STL strings are not zero-terminated

In a previous blog post, I listed some advantages (IMHO) of using CString instead of std::string class.

There is another subtle (but important!) point which turns the scales in CString‘s favour: in fact, CString is a C++ class that wraps zero-terminated strings (i.e. the good old C strings), instead it seems that the C++ standard library code wants to pretend that zero-terminated strings do not exist…

Let me show this with a sample code (the full C++ source code is attached to this blog post):

    //

    // Check with CString

    //

    CString str;

    WCHAR * psz = str.GetBuffer(100);

    psz[0] = 0; // …or GetWindowText(hwnd, psz, 100)

    str.ReleaseBuffer();

    psz = NULL; // psz is no more valid

    assert( wcslen(str) == str.GetLength() ); // OK

 

 

 

    //

    // Check with std::string

    //

    std::wstring s;

    s.resize(100);

    s[0] = 0; // …or GetWindowText(hwnd, &s[0], 100)

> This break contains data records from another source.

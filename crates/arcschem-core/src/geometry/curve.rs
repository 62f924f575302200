use std::f64::consts::TAU;

use serde::{Deserialize, Serialize};

use super::{Circle, EPS, Line, Support};
use crate::types::Point;

/// The geometry of a stroke arc: a straight segment, a circular arc, or
/// a full circle anchored at one point.
#[derive(Debug, Clone, Copy, PartialEq, Serialize, Deserialize)]
#[serde(tag = "kind", rename_all = "snake_case")]
pub enum Curve {
    /// Straight segment from `start` to `end`.
    Segment {
        /// First endpoint.
        start: Point,
        /// Last endpoint.
        end: Point,
    },
    /// Circular arc from `start` to `end` around `center`.
    Arc {
        /// Circle center.
        center: Point,
        /// First endpoint, on the circle.
        start: Point,
        /// Last endpoint, at the same distance from `center` as `start`.
        end: Point,
        /// Travel direction.
        clockwise: bool,
    },
    /// Complete circle starting and ending at `point`.
    FullCircle {
        /// Circle center.
        center: Point,
        /// Anchor point where the circle starts and ends.
        point: Point,
        /// Travel direction.
        clockwise: bool,
    },
}

impl Curve {
    /// The arc leaving `start` with direction `tangent` and ending at
    /// `end`; a segment when the tangent points at `end`.
    #[must_use]
    pub fn from_start_tangent(start: Point, tangent: Point, end: Point) -> Self {
        let d = end - start;
        let normal = tangent.rotated_ccw90();
        let denom = 2.0 * normal.dot(d);
        if denom.abs() < EPS * EPS || tangent.length() < EPS {
            return Self::Segment { start, end };
        }
        let lambda = d.dot(d) / denom;
        if !lambda.is_finite() || lambda.abs() * tangent.length() > 1e12 {
            return Self::Segment { start, end };
        }
        Self::Arc {
            center: start + normal * lambda,
            start,
            end,
            clockwise: lambda < 0.0,
        }
    }

    /// The arc from `start` through `via` to `end`.
    ///
    /// Collinear input yields a segment when `via` lies between `start`
    /// and `end`, and `None` otherwise.
    #[must_use]
    pub fn through_point(start: Point, via: Point, end: Point) -> Option<Self> {
        match Circle::through(start, via, end) {
            Some(circle) => Some(Self::Arc {
                center: circle.center,
                start,
                end,
                clockwise: (via - start).cross(end - start) < 0.0,
            }),
            None => {
                let d = end - start;
                let t = (via - start).dot(d) / d.dot(d);
                (d.dot(d) > 0.0 && (-EPS..=1.0 + EPS).contains(&t))
                    .then_some(Self::Segment { start, end })
            }
        }
    }

    /// First point.
    #[must_use]
    pub const fn start(&self) -> Point {
        match *self {
            Self::Segment { start, .. } | Self::Arc { start, .. } => start,
            Self::FullCircle { point, .. } => point,
        }
    }

    /// Last point.
    #[must_use]
    pub const fn end(&self) -> Point {
        match *self {
            Self::Segment { end, .. } | Self::Arc { end, .. } => end,
            Self::FullCircle { point, .. } => point,
        }
    }

    /// Circle center, `None` for segments.
    #[must_use]
    pub const fn center(&self) -> Option<Point> {
        match *self {
            Self::Segment { .. } => None,
            Self::Arc { center, .. } | Self::FullCircle { center, .. } => Some(center),
        }
    }

    /// Circle radius, `None` for segments.
    #[must_use]
    pub fn radius(&self) -> Option<f64> {
        self.center().map(|c| c.distance(self.start()))
    }

    /// Travel direction, `false` for segments.
    #[must_use]
    pub const fn is_clockwise(&self) -> bool {
        match *self {
            Self::Segment { .. } => false,
            Self::Arc { clockwise, .. } | Self::FullCircle { clockwise, .. } => clockwise,
        }
    }

    /// Whether this is a straight segment.
    #[must_use]
    pub const fn is_straight(&self) -> bool {
        matches!(self, Self::Segment { .. })
    }

    /// Signed central angle: positive counterclockwise, `±2π` for full
    /// circles, 0 for segments.
    #[must_use]
    pub fn central_angle(&self) -> f64 {
        match *self {
            Self::Segment { .. } => 0.0,
            Self::Arc {
                center,
                start,
                end,
                clockwise,
            } => {
                if clockwise {
                    -(start - center).cw_angle_to(end - center)
                } else {
                    (start - center).ccw_angle_to(end - center)
                }
            }
            Self::FullCircle { clockwise, .. } => {
                if clockwise {
                    -TAU
                } else {
                    TAU
                }
            }
        }
    }

    /// Length along the curve.
    #[must_use]
    pub fn length(&self) -> f64 {
        match *self {
            Self::Segment { start, end } => start.distance(end),
            _ => self.central_angle().abs() * self.radius().unwrap_or(0.0),
        }
    }

    /// Point at fraction `t` of the way along the curve.
    #[must_use]
    pub fn point_at(&self, t: f64) -> Point {
        match *self {
            Self::Segment { start, end } => start.lerp(end, t),
            Self::Arc { center, start, .. } | Self::FullCircle {
                center,
                point: start,
                ..
            } => center + (start - center).rotated(self.central_angle() * t),
        }
    }

    /// Direction of travel at the start.
    #[must_use]
    pub fn start_tangent(&self) -> Point {
        self.tangent_at(self.start())
    }

    /// Direction of travel at the end.
    #[must_use]
    pub fn end_tangent(&self) -> Point {
        self.tangent_at(self.end())
    }

    /// Direction of travel at `p`, which is assumed to lie on the curve.
    #[must_use]
    pub fn tangent_at(&self, p: Point) -> Point {
        match *self {
            Self::Segment { start, end } => end - start,
            Self::Arc {
                center, clockwise, ..
            }
            | Self::FullCircle {
                center, clockwise, ..
            } => {
                let arm = p - center;
                if clockwise {
                    arm.rotated_cw90()
                } else {
                    arm.rotated_ccw90()
                }
            }
        }
    }

    /// Whether the direction from the center to `p` falls within the
    /// angular range swept by the curve. Segments test the projection
    /// onto the segment instead.
    #[must_use]
    pub fn in_range(&self, p: Point) -> bool {
        match *self {
            Self::Segment { start, end } => {
                let d = end - start;
                let len2 = d.dot(d);
                if len2 == 0.0 {
                    return p.distance(start) < EPS;
                }
                let len = len2.sqrt();
                let t = (p - start).dot(d) / len2;
                t >= -EPS / len && t <= 1.0 + EPS / len
            }
            Self::Arc {
                center, start, end, ..
            } => {
                if p.distance(start) < EPS || p.distance(end) < EPS {
                    return true;
                }
                let arm = p - center;
                if arm.length() < EPS {
                    return false;
                }
                let sweep = self.central_angle().abs();
                let angle = if self.is_clockwise() {
                    (start - center).cw_angle_to(arm)
                } else {
                    (start - center).ccw_angle_to(arm)
                };
                let slack = EPS / self.radius().unwrap_or(1.0).max(EPS);
                angle <= sweep + slack || angle >= TAU - slack
            }
            Self::FullCircle { .. } => true,
        }
    }

    /// Closest point on the curve to `p`.
    #[must_use]
    pub fn closest_point(&self, p: Point) -> Point {
        match *self {
            Self::Segment { start, end } => {
                let d = end - start;
                let len2 = d.dot(d);
                if len2 == 0.0 {
                    return start;
                }
                let t = ((p - start).dot(d) / len2).clamp(0.0, 1.0);
                start.lerp(end, t)
            }
            Self::Arc {
                center, start, end, ..
            } => {
                let radius = center.distance(start);
                if p.distance(center) < EPS {
                    return start;
                }
                if self.in_range(p) {
                    center + (p - center).normalized() * radius
                } else if p.distance_squared(start) <= p.distance_squared(end) {
                    start
                } else {
                    end
                }
            }
            Self::FullCircle { center, point, .. } => {
                if p.distance(center) < EPS {
                    point
                } else {
                    center + (p - center).normalized() * center.distance(point)
                }
            }
        }
    }

    /// Distance from `p` to the curve.
    #[must_use]
    pub fn distance_to(&self, p: Point) -> f64 {
        self.closest_point(p).distance(p)
    }

    /// Length along the curve between `p` and the start (when
    /// `from_start`) or between `p` and the end. The measurement follows
    /// the curve's travel direction on its support, so points outside
    /// the curve produce lengths exceeding [`length`](Self::length).
    #[must_use]
    pub fn distance_along(&self, p: Point, from_start: bool) -> f64 {
        match *self {
            Self::Segment { start, end } => {
                if from_start {
                    start.distance(p)
                } else {
                    end.distance(p)
                }
            }
            Self::Arc {
                center,
                start,
                end,
                clockwise,
            } => {
                let piece = if from_start {
                    Self::Arc {
                        center,
                        start,
                        end: p,
                        clockwise,
                    }
                } else {
                    Self::Arc {
                        center,
                        start: p,
                        end,
                        clockwise,
                    }
                };
                piece.central_angle().abs() * center.distance(start)
            }
            Self::FullCircle {
                center,
                point,
                clockwise,
            } => {
                let piece = if from_start {
                    Self::Arc {
                        center,
                        start: point,
                        end: p,
                        clockwise,
                    }
                } else {
                    Self::Arc {
                        center,
                        start: p,
                        end: point,
                        clockwise,
                    }
                };
                piece.central_angle().abs() * center.distance(point)
            }
        }
    }

    /// Same support and orientation, new endpoints.
    #[must_use]
    pub const fn with_endpoints(&self, start: Point, end: Point) -> Self {
        match *self {
            Self::Segment { .. } => Self::Segment { start, end },
            Self::Arc {
                center, clockwise, ..
            }
            | Self::FullCircle {
                center, clockwise, ..
            } => Self::Arc {
                center,
                start,
                end,
                clockwise,
            },
        }
    }

    /// The infinite line or circle carrying this curve.
    #[must_use]
    pub fn support(&self) -> Support {
        match *self {
            Self::Segment { start, end } => Support::Line(Line::through_points(start, end)),
            Self::Arc { center, start, .. } | Self::FullCircle {
                center,
                point: start,
                ..
            } => Support::Circle(Circle::new(center, center.distance(start))),
        }
    }

    /// Sample the curve: the start, `extra` evenly spaced interior
    /// points, then the end.
    #[must_use]
    pub fn sample(&self, extra: usize) -> Vec<Point> {
        let mut points = Vec::with_capacity(extra + 2);
        points.push(self.start());
        #[allow(clippy::cast_precision_loss)]
        let divisions = (extra + 1) as f64;
        for k in 1..=extra {
            #[allow(clippy::cast_precision_loss)]
            points.push(self.point_at(k as f64 / divisions));
        }
        points.push(self.end());
        points
    }
}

    assert( wcslen(s.c_str()) == s.length() ); // BANG!

So, basically, we have a situation in which (assuming ‘s‘ is an instance of std::wstring) s.length() and wcslen(s.c_str()) do not return the same value.

Considering that Windows APIs (like say GetWindowText) work with zero-terminated strings, CString seems to me a clear winner as a convenient string class for C++ Win32 programming.